Coronavirus: earning your ‘black belt’ in resilience and leadership through a crisis
Working through a crisis requires a similar skill set to tackling a randori in martial arts (a succession of attacks from opponents). During the Covid-19 pandemic, however, your main opponent (other than the virus) is yourself.
In Japanese martial arts during a black belt test the candidate will sit at one end of the mat, and three or more opponents will sit at the other end. At the moment indicated by the teacher, the opponents will attack. To pass the test, the candidate needs to find a way to be in charge. They decide whom they will deal with, and in what order. They own the space, take charge, finding an internal calm in the chaos, moving into space, and making active choices.
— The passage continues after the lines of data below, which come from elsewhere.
pub mod prepare;
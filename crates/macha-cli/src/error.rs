use macha::workflows::error::PrepareError;
use std::path::PathBuf;
use thiserror::Error;

pub type Result<T> = std::result::Result<T, CliError>;

#[derive(Debug, Error)]
pub enum CliError {
    #[error(transparent)]
    Prepare(#[from] PrepareError),

    #[error("Configuration error: {0}")]
    Config(String),

    #[error("Failed to parse file '{path}': {source}", path = path.display())]
    FileParsing {
        path: PathBuf,
        #[source]
        source: anyhow::Error,
    },

    #[error("I/O error: {0}")]
    Io(#[from] std::io::Error),
}
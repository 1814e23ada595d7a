use super::ids::ResidueId;

#[derive(Debug, Clone, PartialEq, Eq)]
pub struct Chain {
    pub id: String,                      // Chain identifier (e.g., "A", "B"), may be blank
    pub(crate) residues: Vec<ResidueId>, // Ordered list of residue IDs belonging to this chain
}

impl Chain {
    pub(crate) fn new(id: &str) -> Self {
        Self {
            id: id.to_string(),
            residues: Vec::new(),
        }
    }

    pub fn residues(&self) -> &[ResidueId] {
        &self.residues
    }
}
When done well, the opponents subconsciously respond to the pace of the candidate and make adjustments to the candidate’s leadership. This is called a ‘randori’.
Skilful leadership at this time requires more from us than normal, as we deal with our own emotions and responses to the current situation – and we need to help others with their responses.
In our embodied leadership work we simulate a randori based around participant’s work lives. The ‘attackers’ are not physically attacking, but instead they represent emails, texts, phone messages, requests, being ‘dragged into emergency meetings’, offers, feedback and team members who need support. The constant bombardment with these things often represents our days, and just like the black belt candidate, success lies in finding space in the chaos to think and make choices – to lead.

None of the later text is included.